Entering edit mode
8.6 years ago
biolab
★
1.4k
Dear All,
We are submitting our high throughput sequencing data to NCBI GEO, however, GEO notify us two errors of gzip compressed FASTQ files.
The first error is:
sample1_R1.fq.gz
Line number 1922118: File may be truncated
I used perl -ne '$i++; print if $i==1922118' sample1_R1.fq to get that line as follows.
AAAGTTGTTGCAGTTAAAAAGCTCGTAGTTGAACTTCTGTTCAGACTCATAACGACTCGTCGTGTGAAGCTGGACATACGTCTGCAAACTAAAATCGGCA
I can't see it is truncated. What's wrong with this line?
The second error is:
sample1_R2.fq.gz
Line number 1985252: quality length does not match sequence length
I used the above command to get that line, it is as follows.
C@@FFFBBDBFAFIIGGHDFECFAHEHFHGIGADHGEGGH?DF<DF?DB?B?<FFFGHGCHCHFEHIGGFA?B2<?CCDDDDCDCD@>CAC:ACDC:A@A
it is exactly 100 characters that match sequence length, what's the problem?

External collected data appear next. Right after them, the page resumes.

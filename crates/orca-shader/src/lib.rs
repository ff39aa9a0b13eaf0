//! Pattern-level shader transpiler (GLSL → HLSL / Vulkan SPIR-V / Metal).
//!
//! The core never builds an AST. A request flows through:
//!
//! - [`validate`]: coarse pre-flight checks (empty input, missing braces).
//! - [`extract`]: uniform / vertex-attribute reflection by declaration order.
//! - [`rules`]: an ordered list of regex rewrite passes, one named function per rule.
//! - [`backend`]: per-target finalizers, some of which shell out to the Vulkan SDK tools
//!   (`dxc`, `glslang`, `spirv-cross`) via [`toolchain`].
//!
//! [`ShaderTranspiler`] ties these together and is the only entrypoint most callers need.
//! Every call works in its own scratch directory, so a single transpiler can be shared across
//! threads.

#![forbid(unsafe_code)]

pub mod backend;
pub mod cache;
mod compose;
pub mod error;
pub mod extract;
pub mod rules;
pub mod toolchain;
mod transpiler;
pub mod types;
pub mod validate;

pub use crate::cache::{ShaderCache, ShaderCacheLookup, ShaderCacheLookupSource};
pub use crate::compose::{compose_stages, FRAGMENT_BANNER, VERTEX_BANNER};
pub use crate::error::{ErrorKind, TranspileError};
pub use crate::extract::{extract_attributes, extract_uniforms, ShaderReflection};
pub use crate::rules::{RulePass, RulePipeline};
pub use crate::toolchain::{Tool, ToolchainConfig};
pub use crate::transpiler::ShaderTranspiler;
pub use crate::types::{
    ShaderStage, ShaderTarget, TranspilationResult, UniformBinding, VertexAttribute,
};
pub use crate::validate::validate;
use std::fmt;
use std::str::FromStr;

use serde::{Deserialize, Serialize};

use crate::error::TranspileError;

/// Output dialect of a transpilation request.
#[derive(Debug, Clone, Copy, PartialEq, Eq, Hash, Serialize, Deserialize)]
#[serde(rename_all = "lowercase")]
pub enum ShaderTarget {
    /// The source dialect itself; transpiling to it is the identity.
    Glsl,
    /// Text rewrite to HLSL, validated with `dxc`.
    Hlsl,
    /// `#version 450` GLSL compiled to SPIR-V with `glslang`.
    Vulkan,
    /// MSL cross-compiled from the Vulkan SPIR-V with `spirv-cross`.
    Metal,
}

impl ShaderTarget {
    pub const ALL: [ShaderTarget; 4] = [
        ShaderTarget::Glsl,
        ShaderTarget::Hlsl,
        ShaderTarget::Vulkan,
        ShaderTarget::Metal,
    ];

    /// Header line emitted at the top of generated output.
    pub fn version_string(self) -> &'static str {
        match self {
            ShaderTarget::Glsl => "#version 330 core",
            ShaderTarget::Hlsl => "// HLSL Shader (Target: Direct3D 11)",
            ShaderTarget::Vulkan => "#version 450 core",
            ShaderTarget::Metal => "// Metal Shader Language",
        }
    }

    /// Whether a successful result for this target carries SPIR-V words.
    pub fn produces_binary(self) -> bool {
        matches!(self, ShaderTarget::Vulkan)
    }

    pub fn as_str(self) -> &'static str {
        match self {
            ShaderTarget::Glsl => "glsl",
            ShaderTarget::Hlsl => "hlsl",
            ShaderTarget::Vulkan => "vulkan",
            ShaderTarget::Metal => "metal",
        }
    }
}

impl fmt::Display for ShaderTarget {
    fn fmt(&self, f: &mut fmt::Formatter<'_>) -> fmt::Result {
        f.write_str(self.as_str())
    }
}

impl FromStr for ShaderTarget {
    type Err = String;

    fn from_str(s: &str) -> Result<Self, Self::Err> {
        match s.trim().to_ascii_lowercase().as_str() {
            "glsl" => Ok(ShaderTarget::Glsl),
            "hlsl" => Ok(ShaderTarget::Hlsl),
            "vulkan" | "spirv" | "spv" => Ok(ShaderTarget::Vulkan),
            "metal" | "msl" => Ok(ShaderTarget::Metal),
            other => Err(format!(
                "unknown shader target `{other}` (expected glsl, hlsl, vulkan or metal)"
            )),
        }
    }
}

#[derive(Debug, Clone, Copy, PartialEq, Eq, Hash, Serialize, Deserialize)]
#[serde(rename_all = "lowercase")]
pub enum ShaderStage {
    Vertex,
    Fragment,
}

impl ShaderStage {
    /// `dxc -T` profile used to validate HLSL output.
    pub fn hlsl_profile(self) -> &'static str {
        match self {
            ShaderStage::Vertex => "vs_6_0",
            ShaderStage::Fragment => "ps_6_0",
        }
    }

    /// `glslang -S` stage name. The scratch file has a neutral `.glsl` extension, so the stage
    /// must be passed explicitly.
    pub fn glslang_stage(self) -> &'static str {
        match self {
            ShaderStage::Vertex => "vert",
            ShaderStage::Fragment => "frag",
        }
    }

    pub fn as_str(self) -> &'static str {
        match self {
            ShaderStage::Vertex => "vertex",
            ShaderStage::Fragment => "fragment",
        }
    }
}

impl fmt::Display for ShaderStage {
    fn fmt(&self, f: &mut fmt::Formatter<'_>) -> fmt::Result {
        f.write_str(self.as_str())
    }
}

impl FromStr for ShaderStage {
    type Err = String;

    fn from_str(s: &str) -> Result<Self, Self::Err> {
        match s.trim().to_ascii_lowercase().as_str() {
            "vertex" | "vert" | "vs" => Ok(ShaderStage::Vertex),
            "fragment" | "frag" | "fs" | "pixel" | "ps" => Ok(ShaderStage::Fragment),
            other => Err(format!(
                "unknown shader stage `{other}` (expected vertex or fragment)"
            )),
        }
    }
}

/// A `uniform <type> <name>;` declaration, numbered by declaration order.
#[derive(Debug, Clone, PartialEq, Eq, Hash, Serialize, Deserialize)]
pub struct UniformBinding {
    pub name: String,
    #[serde(rename = "type")]
    pub ty: String,
    pub binding: u32,
    pub set: u32,
}

impl UniformBinding {
    /// Sampler uniforms map to texture bindings rather than buffer members.
    pub fn is_opaque(&self) -> bool {
        self.ty.starts_with("sampler")
    }
}

/// A `layout(location = N) in <type> <name>;` declaration.
#[derive(Debug, Clone, PartialEq, Eq, Hash, Serialize, Deserialize)]
pub struct VertexAttribute {
    pub name: String,
    #[serde(rename = "type")]
    pub ty: String,
    pub location: u32,
}

/// Return value of every transpile/compose call.
///
/// Callers must check `success` before trusting `output` or `binary`. A failed result may still
/// carry partially generated text in `output` for diagnostics. A successful result may carry an
/// advisory in `error_message`, and the Vulkan backend reports compiler failures as
/// `success == true` with an empty payload (see [`TranspilationResult::is_usable`]).
#[derive(Debug, Clone, Default, PartialEq, Eq)]
pub struct TranspilationResult {
    pub success: bool,
    pub output: String,
    /// SPIR-V words; only populated for [`ShaderTarget::Vulkan`].
    pub binary: Vec<u32>,
    pub error_message: String,
}

impl TranspilationResult {
    pub fn succeeded(output: impl Into<String>) -> Self {
        Self {
            success: true,
            output: output.into(),
            binary: Vec::new(),
            error_message: String::new(),
        }
    }

    pub fn with_advisory(
        output: impl Into<String>,
        binary: Vec<u32>,
        advisory: impl Into<String>,
    ) -> Self {
        Self {
            success: true,
            output: output.into(),
            binary,
            error_message: advisory.into(),
        }
    }

    /// Hard failure with no payload.
    pub fn failed(err: &TranspileError) -> Self {
        Self::failed_with_output(err, String::new())
    }

    /// Hard failure that keeps the generated text around for diagnostics.
    pub fn failed_with_output(err: &TranspileError, output: impl Into<String>) -> Self {
        Self {
            success: false,
            output: output.into(),
            binary: Vec::new(),
            error_message: err.to_string(),
        }
    }

    /// `success == true` with an empty payload and an advisory message.
    pub fn soft_failure(err: &TranspileError) -> Self {
        Self {
            success: true,
            output: String::new(),
            binary: Vec::new(),
            error_message: err.to_string(),
        }
    }

    /// `success` and a non-empty payload. Distinguishes real output from a soft failure.
    pub fn is_usable(&self) -> bool {
        self.success && (!self.output.is_empty() || !self.binary.is_empty())
    }
}

#[cfg(test)]
mod tests {
    use super::*;

    #[test]
    fn target_parses_aliases_case_insensitively() {
        assert_eq!("HLSL".parse::<ShaderTarget>(), Ok(ShaderTarget::Hlsl));
        assert_eq!("spirv".parse::<ShaderTarget>(), Ok(ShaderTarget::Vulkan));
        assert_eq!(" msl ".parse::<ShaderTarget>(), Ok(ShaderTarget::Metal));
        assert!("wgsl".parse::<ShaderTarget>().is_err());

        for target in ShaderTarget::ALL {
            assert_eq!(target.to_string().parse::<ShaderTarget>(), Ok(target));
        }
    }

    #[test]
    fn stage_selects_tool_profiles() {
        assert_eq!("ps".parse::<ShaderStage>(), Ok(ShaderStage::Fragment));
        assert_eq!(ShaderStage::Vertex.hlsl_profile(), "vs_6_0");
        assert_eq!(ShaderStage::Fragment.hlsl_profile(), "ps_6_0");
        assert_eq!(ShaderStage::Fragment.glslang_stage(), "frag");
    }

    #[test]
    fn only_vulkan_produces_binary() {
        let binary: Vec<_> = ShaderTarget::ALL
            .into_iter()
            .filter(|t| t.produces_binary())
            .collect();
        assert_eq!(binary, vec![ShaderTarget::Vulkan]);
    }

    #[test]
    fn soft_failure_is_successful_but_unusable() {
        let soft = TranspilationResult::soft_failure(&TranspileError::SoftToolFailure {
            tool: "glslang",
            message: "SPIR-V compilation failed: glslang failed (exit status 2)".into(),
        });
        assert!(soft.success);
        assert!(!soft.is_usable());
        assert!(soft.error_message.starts_with("SPIR-V compilation failed"));

        assert!(TranspilationResult::succeeded("void main(){}").is_usable());
        assert!(!TranspilationResult::failed(&TranspileError::EmptyInput).is_usable());
    }

    #[test]
    fn metadata_serializes_type_field() {
        let u = UniformBinding {
            name: "color".into(),
            ty: "vec4".into(),
            binding: 0,
            set: 0,
        };
        let json = serde_json::to_value(&u).unwrap();
        assert_eq!(json["type"], "vec4");
        assert_eq!(json["binding"], 0);
        assert!(!u.is_opaque());
    }
}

Would you please to give me some suggestions? I highly appreciate your helps!!
Do both FASTQ files from sample1 have the same number of reads? Also, the quality string you pasted has 110 bases...
Hi, fanli.gcb, thank you for your reply. I realize the two FASTQ files do not have the same number of lines. This is probably the problem. I will further check. THANKS again!